“To see Jane Neville!” said Bessie, opening her blue eyes wide. “Why, it was only last month you said that you did not care about Jane Neville now, because she had grown so vulgar. Don’t you remember when she stopped here on her way down to Natal last year, and held up her fat hands, and said, ‘Ah, Jess—Jess is a genius! It is a privilege to know her’? And then she asked you to quote Shakespeare to that lump of a brother of hers, and you told her that if she did not hold her tongue she would not enjoy the privilege much longer. And now you want to go and stop with her for two months!
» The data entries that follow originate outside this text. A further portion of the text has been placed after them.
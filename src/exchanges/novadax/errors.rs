use crate::core::config::ExchangeDescriptor;
use crate::core::errors::{ErrorKind, ExchangeError};
use crate::core::kernel::{ErrorClassifier, HttpResponse, MatchOrder};
use crate::exchanges::novadax::types::NovadaxEnvelope;
use serde_json::Value;

const EXACT: &[(&str, ErrorKind)] = &[
    ("A99999", ErrorKind::Exchange),
    ("A10001", ErrorKind::BadRequest),
    ("A10002", ErrorKind::Exchange),
    ("A10003", ErrorKind::Authentication),
    ("A10004", ErrorKind::RateLimitExceeded),
    ("A10005", ErrorKind::PermissionDenied),
    ("A10006", ErrorKind::AccountSuspended),
    ("A10007", ErrorKind::AccountNotEnabled),
    ("A10011", ErrorKind::BadSymbol),
    ("A10012", ErrorKind::BadSymbol),
    ("A10013", ErrorKind::OnMaintenance),
    ("A30001", ErrorKind::OrderNotFound),
    ("A30002", ErrorKind::InvalidOrder),
    ("A30003", ErrorKind::InvalidOrder),
    ("A30004", ErrorKind::InvalidOrder),
    ("A30005", ErrorKind::InvalidOrder),
    ("A30006", ErrorKind::InvalidOrder),
    ("A30007", ErrorKind::InsufficientFunds),
    ("A30008", ErrorKind::InvalidOrder),
    ("A30009", ErrorKind::InvalidOrder),
    ("A30010", ErrorKind::CancelPending),
    ("A30011", ErrorKind::InvalidOrder),
    ("A30012", ErrorKind::InvalidOrder),
    ("A40004", ErrorKind::InsufficientFunds),
];

pub fn classifier(descriptor: &ExchangeDescriptor) -> ErrorClassifier {
    ErrorClassifier::new(
        descriptor.id.clone(),
        descriptor.http_exceptions.clone(),
        MatchOrder::ExactFirst,
    )
    .with_exact(EXACT)
}

/// Any `code` other than `A10000` is a failure, whatever the HTTP status.
pub fn check_response(classifier: &ErrorClassifier, response: &HttpResponse) -> Result<Value, ExchangeError> {
    let json = match response.json() {
        Ok(json) => json,
        Err(e) => {
            classifier.check_status(response.status, &response.body)?;
            return Err(e);
        }
    };

    if let Ok(envelope) = serde_json::from_value::<NovadaxEnvelope>(json.clone()) {
        if !envelope.succeeded() {
            let code = envelope.code.as_deref().unwrap_or_default();
            return Err(classifier.classify(&[code], envelope.message.as_deref(), &response.body));
        }
    }

    classifier.check_status(response.status, &response.body)?;
    Ok(json)
}

#[cfg(test)]
mod tests {
    use super::*;
    use crate::exchanges::novadax::types::novadax_descriptor;

    fn check(status: u16, body: &str) -> Result<Value, ExchangeError> {
        check_response(&classifier(&novadax_descriptor()), &HttpResponse::new(status, body))
    }

    #[test]
    fn failure_codes_map_exactly() {
        assert!(matches!(
            check(200, r#"{"code":"A30007","data":null,"message":"Insufficient balance"}"#),
            Err(ExchangeError::InsufficientFunds(_))
        ));
        assert!(matches!(
            check(400, r#"{"code":"A10003","data":null,"message":"Authentication failed"}"#),
            Err(ExchangeError::Authentication(_))
        ));
        assert!(matches!(
            check(200, r#"{"code":"A30010","data":null,"message":"Order is being cancelled"}"#),
            Err(ExchangeError::CancelPending(_))
        ));
        assert!(matches!(
            check(200, r#"{"code":"A10013","data":null,"message":"Maintenance"}"#),
            Err(ExchangeError::OnMaintenance(_))
        ));
    }

    #[test]
    fn unknown_code_is_a_generic_failure() {
        match check(200, r#"{"code":"A77777","data":null,"message":"Unexpected"}"#) {
            Err(ExchangeError::Exchange(message)) => {
                assert!(message.starts_with("novadax "));
                assert!(message.contains("A77777"));
            }
            other => panic!("unexpected {:?}", other),
        }
    }

    #[test]
    fn success_envelope_passes() {
        let json = check(200, r#"{"code":"A10000","data":[{"currency":"BTC"}],"message":"Success"}"#).unwrap();
        assert_eq!(json["data"][0]["currency"], "BTC");
    }

    #[test]
    fn non_json_uses_status() {
        assert!(matches!(check(429, "Too Many Requests"), Err(ExchangeError::RateLimitExceeded(_))));
        assert!(matches!(check(503, "<html>"), Err(ExchangeError::ExchangeNotAvailable(_))));
    }
}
Well, Jess, you are odd. And, what’s more, I think it is very unkind of you to run away for so long.”
To all of which prattle Jess said nothing, but merely reiterated her determination to go.
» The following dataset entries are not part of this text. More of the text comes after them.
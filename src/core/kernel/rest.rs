use crate::core::errors::ExchangeError;
use async_trait::async_trait;
use governor::clock::DefaultClock;
use governor::state::{InMemoryState, NotKeyed};
use governor::{Quota, RateLimiter};
use nonzero_ext::nonzero;
use reqwest::{Client, Method};
use serde_json::Value;
use std::collections::BTreeMap;
use std::sync::Arc;
use std::time::Duration;
use tokio_retry::strategy::{jitter, ExponentialBackoff};
use tokio_retry::RetryIf;
use tracing::{instrument, trace, warn};

/// A fully prepared HTTP request: signing has already happened.
#[derive(Debug, Clone, PartialEq, Eq)]
pub struct HttpRequest {
    pub method: Method,
    pub url: String,
    pub headers: BTreeMap<String, String>,
    pub body: Option<String>,
}

impl HttpRequest {
    pub fn new(method: Method, url: impl Into<String>) -> Self {
        Self {
            method,
            url: url.into(),
            headers: BTreeMap::new(),
            body: None,
        }
    }

    pub fn header(mut self, name: impl Into<String>, value: impl Into<String>) -> Self {
        self.headers.insert(name.into(), value.into());
        self
    }

    pub fn body(mut self, body: impl Into<String>) -> Self {
        self.body = Some(body.into());
        self
    }
}

/// Raw HTTP response. The body is kept as text so error classification can
/// inspect bodies that are not valid JSON.
#[derive(Debug, Clone, PartialEq, Eq)]
pub struct HttpResponse {
    pub status: u16,
    pub headers: BTreeMap<String, String>,
    pub body: String,
}

impl HttpResponse {
    pub fn new(status: u16, body: impl Into<String>) -> Self {
        Self {
            status,
            headers: BTreeMap::new(),
            body: body.into(),
        }
    }

    pub fn is_success(&self) -> bool {
        (200..300).contains(&self.status)
    }

    /// Parse the body as JSON. An empty body reads as `null`.
    pub fn json(&self) -> Result<Value, ExchangeError> {
        if self.body.trim().is_empty() {
            return Ok(Value::Null);
        }
        serde_json::from_str(&self.body).map_err(|e| {
            ExchangeError::Deserialization(format!("Failed to parse JSON response: {}: {}", e, self.body))
        })
    }
}

/// HTTP transport seam.
///
/// Implementations only move bytes; status handling and error
/// classification belong to the adapter. Network-level failures map onto
/// `NetworkError` or `RequestTimeout`.
#[async_trait]
pub trait RestClient: Send + Sync {
    async fn send(&self, request: HttpRequest) -> Result<HttpResponse, ExchangeError>;
}

#[async_trait]
impl<T: RestClient + ?Sized> RestClient for Arc<T> {
    async fn send(&self, request: HttpRequest) -> Result<HttpResponse, ExchangeError> {
        (**self).send(request).await
    }
}

/// Configuration for the REST client
#[derive(Clone, Debug)]
pub struct RestClientConfig {
    /// Exchange name for logging and tracing
    pub exchange_name: String,
    /// Request timeout in seconds
    pub timeout_seconds: u64,
    /// Retries for idempotent requests that failed at the connection level
    pub max_retries: u32,
    /// User agent string to include in requests
    pub user_agent: String,
    /// Minimum spacing between requests, 0 disables throttling
    pub rate_limit_ms: u64,
}

impl RestClientConfig {
    pub fn new(exchange_name: String) -> Self {
        Self {
            exchange_name,
            timeout_seconds: 30,
            max_retries: 3,
            user_agent: "unifiedx/0.1".to_string(),
            rate_limit_ms: 0,
        }
    }

    pub fn with_timeout(mut self, timeout_seconds: u64) -> Self {
        self.timeout_seconds = timeout_seconds;
        self
    }

    pub fn with_max_retries(mut self, max_retries: u32) -> Self {
        self.max_retries = max_retries;
        self
    }

    pub fn with_user_agent(mut self, user_agent: String) -> Self {
        self.user_agent = user_agent;
        self
    }

    pub fn with_rate_limit_ms(mut self, rate_limit_ms: u64) -> Self {
        self.rate_limit_ms = rate_limit_ms;
        self
    }
}

type DirectRateLimiter = RateLimiter<NotKeyed, InMemoryState, DefaultClock>;

/// Builder for creating REST client instances
pub struct RestClientBuilder {
    config: RestClientConfig,
}

impl RestClientBuilder {
    pub fn new(config: RestClientConfig) -> Self {
        Self { config }
    }

    pub fn build(self) -> Result<ReqwestRest, ExchangeError> {
        let client = Client::builder()
            .timeout(Duration::from_secs(self.config.timeout_seconds))
            .user_agent(&self.config.user_agent)
            .build()
            .map_err(|e| {
                ExchangeError::Configuration(format!("Failed to build HTTP client: {}", e))
            })?;

        let limiter = (self.config.rate_limit_ms > 0)
            .then(|| Quota::with_period(Duration::from_millis(self.config.rate_limit_ms)))
            .flatten()
            .map(|quota| Arc::new(RateLimiter::direct(quota.allow_burst(nonzero!(1u32)))));

        Ok(ReqwestRest {
            client,
            config: self.config,
            limiter,
        })
    }
}

/// Implementation of `RestClient` using reqwest
#[derive(Clone)]
pub struct ReqwestRest {
    client: Client,
    config: RestClientConfig,
    limiter: Option<Arc<DirectRateLimiter>>,
}

impl std::fmt::Debug for ReqwestRest {
    fn fmt(&self, f: &mut std::fmt::Formatter<'_>) -> std::fmt::Result {
        f.debug_struct("ReqwestRest")
            .field("config", &self.config)
            .field("throttled", &self.limiter.is_some())
            .finish_non_exhaustive()
    }
}

impl ReqwestRest {
    /// Client with default settings for the named exchange.
    pub fn new(exchange_name: String, rate_limit_ms: u64) -> Result<Self, ExchangeError> {
        RestClientBuilder::new(RestClientConfig::new(exchange_name).with_rate_limit_ms(rate_limit_ms))
            .build()
    }

    #[instrument(skip(self, request), fields(exchange = %self.config.exchange_name, method = %request.method, url = %request.url))]
    async fn execute(&self, request: &HttpRequest) -> Result<HttpResponse, ExchangeError> {
        if let Some(limiter) = &self.limiter {
            limiter.until_ready().await;
        }

        let mut builder = self.client.request(request.method.clone(), &request.url);
        for (name, value) in &request.headers {
            builder = builder.header(name, value);
        }
        if let Some(body) = &request.body {
            builder = builder.body(body.clone());
        }

        let response = builder.send().await.map_err(|e| {
            if e.is_timeout() {
                ExchangeError::RequestTimeout(format!("{} {}: {}", request.method, request.url, e))
            } else {
                ExchangeError::NetworkError(format!("Request failed: {}", e))
            }
        })?;

        let status = response.status().as_u16();
        let headers = response
            .headers()
            .iter()
            .filter_map(|(k, v)| v.to_str().ok().map(|v| (k.as_str().to_string(), v.to_string())))
            .collect();
        let body = response.text().await.map_err(|e| {
            ExchangeError::NetworkError(format!("Failed to read response body: {}", e))
        })?;

        trace!(status, "Response body: {}", body);

        Ok(HttpResponse {
            status,
            headers,
            body,
        })
    }
}

#[async_trait]
impl RestClient for ReqwestRest {
    async fn send(&self, request: HttpRequest) -> Result<HttpResponse, ExchangeError> {
        if request.method != Method::GET || self.config.max_retries == 0 {
            return self.execute(&request).await;
        }

        let strategy = ExponentialBackoff::from_millis(100)
            .max_delay(Duration::from_secs(2))
            .map(jitter)
            .take(self.config.max_retries as usize);

        RetryIf::spawn(
            strategy,
            || self.execute(&request),
            |e: &ExchangeError| {
                let retry = matches!(e, ExchangeError::NetworkError(_));
                if retry {
                    warn!(exchange = %self.config.exchange_name, error = %e, "Retrying GET after connection failure");
                }
                retry
            },
        )
        .await
    }
}

#[cfg(test)]
mod tests {
    use super::*;

    #[test]
    fn empty_body_is_null() {
        assert_eq!(HttpResponse::new(200, "").json().unwrap(), Value::Null);
        assert!(HttpResponse::new(204, " ").is_success());
    }

    #[test]
    fn malformed_body_is_a_deserialization_error() {
        let err = HttpResponse::new(200, "<html>").json().unwrap_err();
        assert!(matches!(err, ExchangeError::Deserialization(_)));
    }

    #[test]
    fn builder_respects_config() {
        let rest = RestClientBuilder::new(
            RestClientConfig::new("kraken".into())
                .with_timeout(5)
                .with_max_retries(0)
                .with_rate_limit_ms(1000),
        )
        .build()
        .unwrap();
        let debug = format!("{:?}", rest);
        assert!(debug.contains("kraken"));
        assert!(debug.contains("throttled: true"));
    }
}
John, too, was astonished, and, to tell the truth, not a little disgusted. Since the previous day, when he had that talk with her in Lion Kloof, Jess had assumed a clearer and more definite interest in his eyes. Before that she was an enigma; now he had guessed enough about her to make him anxious to know more. Indeed, he had not perhaps realised how strong and definite his interest was till he heard that she was going away for a long period. Suddenly it struck him that the farm would be very dull without this very fascinating woman moving about the place in her silent, resolute way. Bessie was, no doubt, delightful and charming to look on, but she had not her sister’s brains and originality; and John Niel was sufficiently above the ordinary run to thoroughly appreciate intellect and originality in a woman, instead of standing aghast at it. She interested him intensely, to say the least of it, and, man-like, he felt exceedingly annoyed, and even sulky, at the idea of her departure. He looked at her in protest, and, with an awkwardness begotten of his irritation, knocked down the vinegar cruet and made a mess upon the table; but she evaded his eyes and took no notice of the vinegar. Then, feeling that he had done all that in him lay, he went to see about the ostriches; first of all hanging about a little in case Jess should come out, which she did not do. Indeed, he saw nothing more of her till supper time. Bessie told him that she said she was busy packing; but, as one can only take twenty pounds weight of luggage in a post-cart, this did not quite convince him that it was so in fact.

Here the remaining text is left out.